1. Pada kondisi berkendara normal, 5.000 kilometer per kilometer pada cek sepatu rem sekali, tidak hanya untuk mengecek ketebalan yang tersisa, tapi juga mengecek wiper wear state, kedua sisi tingkat keausan sama saja, kembalinya gratis, dll, ditemukan abnormal Situasi harus ditangani dengan segera.
2. Sepatu rem umumnya terbuat dari bahan liner besi dan gesekan dalam dua bagian, jangan sampai menunggu bahan gesekan bagian dari penggilingan tidak mengubah sepatunya.
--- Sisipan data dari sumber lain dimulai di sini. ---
//! Rouse core types: intents, resource descriptors, events, workflow state.

#![forbid(unsafe_code)]

use serde::{Deserialize, Serialize};

/// Errors suitable for transport across crate boundaries.
///
/// The variants map onto distinct handling policies: `NotFound` ends the
/// current reconcile cycle without requeue, `Discovery` is eligible for the
/// dispatcher's retry/backoff, `Filter` and `Stream` are fatal to the
/// observer that hit them, `Callback` carries a failed resume after a match.
#[derive(Debug, thiserror::Error, Serialize, Deserialize)]
pub enum Error {
    #[error("not_found: {0}")]
    NotFound(String),
    #[error("discovery: {0}")]
    Discovery(String),
    #[error("filter: {0}")]
    Filter(String),
    #[error("stream: {0}")]
    Stream(String),
    #[error("callback: {0}")]
    Callback(String),
    #[error("internal: {0}")]
    Internal(String),
}

pub type Result<T> = std::result::Result<T, Error>;

/// Kind of change carried by a lifecycle event.
#[derive(Debug, Clone, Copy, Serialize, Deserialize, PartialEq, Eq)]
pub enum ChangeType {
    Created,
    Updated,
    Deleted,
}

/// A single resource lifecycle event. Transient; never persisted.
#[derive(Debug, Clone, Serialize, Deserialize)]
pub struct Event {
    pub change: ChangeType,
    /// Kind of the object carried in `payload`. Broad watch channels may
    /// deliver kinds other than the one an observer subscribed for.
    pub kind: String,
    /// Arbitrary object tree, the generic shape of a resource instance.
    pub payload: serde_json::Value,
}

/// Symbolic identification of a resource type. Empty strings mean
/// "unspecified"; discovery fills the gaps.
#[derive(Debug, Clone, Default, Serialize, Deserialize, PartialEq, Eq)]
pub struct ResourceDescriptor {
    pub group: String,
    pub version: String,
    pub kind: String,
    /// Plural resource name, e.g. "configmaps".
    pub plural: String,
}

impl ResourceDescriptor {
    /// A descriptor is directly watchable once version and plural name are
    /// known. The group may legitimately be empty (core API group).
    pub fn is_fully_specified(&self) -> bool {
        !self.version.is_empty() && !self.plural.is_empty()
    }
}

/// Resolved, concrete form of a [`ResourceDescriptor`], usable to open an
/// event stream. Owned by an observer for its lifetime.
#[derive(Debug, Clone, Serialize, Deserialize, PartialEq, Eq)]
pub struct ResourceHandle {
    pub group: String,
    pub version: String,
    pub kind: String,
    pub plural: String,
}

impl ResourceHandle {
    pub fn gvk_key(&self) -> String {
        if self.group.is_empty() {
            format!("{}/{}", self.version, self.kind)
        } else {
            format!("{}/{}/{}", self.group, self.version, self.kind)
        }
    }
}

/// Reference to the workflow an intent wants resumed.
#[derive(Debug, Clone, Serialize, Deserialize, PartialEq, Eq)]
pub struct WorkflowRef {
    pub name: String,
    pub namespace: String,
}

#[derive(Debug, Clone, Copy, Serialize, Deserialize, PartialEq, Eq)]
pub enum WorkflowPhase {
    Pending,
    Running,
    Suspended,
    Succeeded,
    Failed,
    Error,
}

#[derive(Debug, Clone, Copy, Serialize, Deserialize, PartialEq, Eq)]
pub enum NodeKind {
    Pod,
    Steps,
    Dag,
    Suspend,
}

/// A single node of a workflow's execution graph.
#[derive(Debug, Clone, Serialize, Deserialize)]
pub struct WorkflowNode {
    pub id: String,
    pub kind: NodeKind,
    pub phase: WorkflowPhase,
}

/// Observed state of a workflow as reported by the workflow store.
#[derive(Debug, Clone, Serialize, Deserialize)]
pub struct WorkflowState {
    pub phase: WorkflowPhase,
    pub nodes: Vec<WorkflowNode>,
}

impl WorkflowState {
    /// Whether the workflow is paused waiting for an external resume signal:
    /// either suspended as a whole or sitting on a running Suspend node.
    pub fn is_suspended(&self) -> bool {
        if self.phase == WorkflowPhase::Suspended {
            return true;
        }
        self.phase == WorkflowPhase::Running
            && self
                .nodes
                .iter()
                .any(|n| n.kind == NodeKind::Suspend && n.phase == WorkflowPhase::Running)
    }
}

/// User-declared intent: "resume workflow W when a resource matching the
/// filters appears". Read-only to this engine.
#[derive(Debug, Clone, Serialize, Deserialize)]
pub struct Intent {
    pub name: String,
    pub namespace: String,
    pub workflow: WorkflowRef,
    pub resource: ResourceDescriptor,
    /// Filter expressions, `<dotted.path><op><literal>`, ANDed together.
    pub filters: Vec<String>,
}

impl Intent {
    /// Identity key used for duplicate-subscription tracking.
    pub fn key(&self) -> String {
        format!("{}/{}", self.namespace, self.name)
    }
}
Misalnya, sepatu rem depan Jetta, ketebalan film baru 14 mm, dan penggantian ketebalan akhir 7 mm, yang mencakup ketebalan lapisan besi 3 mm lebih banyak dan ketebalan bahan gesek hampir 4 mm. Beberapa kendaraan dengan fungsi alarm sepatu rem, sekali mencapai batas pakai, instrumen akan mengingatkan penggantian sepatu. Untuk mencapai penggunaan batas sepatu harus diganti, meski masih bisa digunakan untuk beberapa lama, akan mengurangi efek pengereman, berkendara aman.
3. Ganti suku cadang asli untuk memberikan bantalan rem, satu-satunya cara untuk membuat bantalan rem dan rem di antara efek pengereman terbaik, pakai yang paling kecil.
4. Saat mengganti sepatu, Anda harus menggunakan alat khusus untuk mengangkat kembali silinder rem. Tidak bisa menggunakan tonjolan linggis lain dengan tekanan keras, sehingga mudah untuk memimpin sekrup membungkuk rem caliper membungkuk, sehingga bantalan rem macet.
5. Setelah penggantinya, kita harus menginjak rem kaki untuk menghilangkan celah antara sepatu dan rem cakram, sehingga kaki pertama tidak rem, rentan terhadap kecelakaan.
6. Penggantian sepatu rem, kebutuhan berlari 200 km untuk mencapai efek pengereman terbaik, hanya mengganti kuku yang harus hati-hati mengendarai.